== WHAT IS BEING ASKED ==
Copy out each line of the entries where the word "seen" is present.
===== ENTRIES SHOWN =====
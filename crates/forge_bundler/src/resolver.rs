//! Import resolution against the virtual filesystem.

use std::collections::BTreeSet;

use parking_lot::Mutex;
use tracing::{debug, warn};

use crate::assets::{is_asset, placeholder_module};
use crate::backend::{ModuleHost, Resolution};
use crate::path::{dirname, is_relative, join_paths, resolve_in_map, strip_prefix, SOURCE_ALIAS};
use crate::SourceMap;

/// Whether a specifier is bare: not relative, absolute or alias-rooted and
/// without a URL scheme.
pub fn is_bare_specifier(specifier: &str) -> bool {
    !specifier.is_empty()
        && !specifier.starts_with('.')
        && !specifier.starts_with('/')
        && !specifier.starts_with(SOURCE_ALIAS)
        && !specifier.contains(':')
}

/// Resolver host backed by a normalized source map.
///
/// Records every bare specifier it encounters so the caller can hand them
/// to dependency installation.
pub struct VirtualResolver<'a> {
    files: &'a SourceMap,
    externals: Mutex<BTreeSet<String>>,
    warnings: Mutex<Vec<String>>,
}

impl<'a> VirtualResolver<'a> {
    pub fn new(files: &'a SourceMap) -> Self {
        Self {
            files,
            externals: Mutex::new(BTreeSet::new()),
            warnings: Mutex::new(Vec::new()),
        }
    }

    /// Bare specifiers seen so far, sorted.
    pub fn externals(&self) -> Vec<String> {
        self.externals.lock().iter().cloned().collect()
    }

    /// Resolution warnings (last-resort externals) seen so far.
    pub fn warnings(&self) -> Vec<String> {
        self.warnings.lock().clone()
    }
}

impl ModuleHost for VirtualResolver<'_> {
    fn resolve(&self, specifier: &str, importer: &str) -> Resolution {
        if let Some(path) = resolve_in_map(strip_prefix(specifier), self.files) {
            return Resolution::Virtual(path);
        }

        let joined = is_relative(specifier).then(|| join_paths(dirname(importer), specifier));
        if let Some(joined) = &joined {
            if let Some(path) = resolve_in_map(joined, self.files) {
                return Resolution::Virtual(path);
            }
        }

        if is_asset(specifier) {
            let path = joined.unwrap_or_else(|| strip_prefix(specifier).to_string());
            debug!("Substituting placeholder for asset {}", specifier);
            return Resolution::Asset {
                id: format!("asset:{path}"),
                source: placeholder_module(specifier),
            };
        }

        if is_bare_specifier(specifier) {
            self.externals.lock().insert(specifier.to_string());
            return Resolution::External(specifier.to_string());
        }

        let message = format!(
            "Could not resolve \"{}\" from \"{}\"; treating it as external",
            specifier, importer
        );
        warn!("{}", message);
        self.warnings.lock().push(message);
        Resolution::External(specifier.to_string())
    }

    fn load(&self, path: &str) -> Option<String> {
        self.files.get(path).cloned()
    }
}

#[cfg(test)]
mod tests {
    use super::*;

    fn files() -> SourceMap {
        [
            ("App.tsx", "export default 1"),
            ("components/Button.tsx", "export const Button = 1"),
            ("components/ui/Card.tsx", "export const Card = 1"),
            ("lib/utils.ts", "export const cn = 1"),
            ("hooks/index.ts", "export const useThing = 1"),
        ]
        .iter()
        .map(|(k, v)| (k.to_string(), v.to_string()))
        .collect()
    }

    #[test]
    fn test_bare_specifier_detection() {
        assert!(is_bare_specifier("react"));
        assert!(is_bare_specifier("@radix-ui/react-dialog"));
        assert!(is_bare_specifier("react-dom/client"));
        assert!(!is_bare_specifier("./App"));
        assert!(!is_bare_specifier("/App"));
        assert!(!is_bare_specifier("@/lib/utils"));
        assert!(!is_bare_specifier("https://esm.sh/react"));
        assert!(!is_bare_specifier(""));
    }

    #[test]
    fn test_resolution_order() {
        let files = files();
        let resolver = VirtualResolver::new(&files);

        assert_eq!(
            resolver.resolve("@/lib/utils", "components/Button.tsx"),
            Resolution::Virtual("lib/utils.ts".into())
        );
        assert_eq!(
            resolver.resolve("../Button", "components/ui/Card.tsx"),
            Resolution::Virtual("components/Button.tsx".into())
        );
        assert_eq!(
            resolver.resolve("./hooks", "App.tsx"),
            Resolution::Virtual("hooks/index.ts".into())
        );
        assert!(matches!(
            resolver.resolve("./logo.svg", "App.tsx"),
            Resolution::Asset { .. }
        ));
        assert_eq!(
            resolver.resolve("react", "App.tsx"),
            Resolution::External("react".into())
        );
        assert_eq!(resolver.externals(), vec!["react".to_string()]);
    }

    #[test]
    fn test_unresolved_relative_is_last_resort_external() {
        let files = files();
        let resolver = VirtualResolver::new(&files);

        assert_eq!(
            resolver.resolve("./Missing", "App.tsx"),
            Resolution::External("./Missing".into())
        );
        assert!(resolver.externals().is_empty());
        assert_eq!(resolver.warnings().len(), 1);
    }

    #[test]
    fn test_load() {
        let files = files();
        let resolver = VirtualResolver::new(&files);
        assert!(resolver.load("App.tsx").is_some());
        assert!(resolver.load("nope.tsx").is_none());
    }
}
=====
== OUTPUT BELOW ==
    /// Bare specifiers seen so far, sorted.
    /// Resolution warnings (last-resort externals) seen so far.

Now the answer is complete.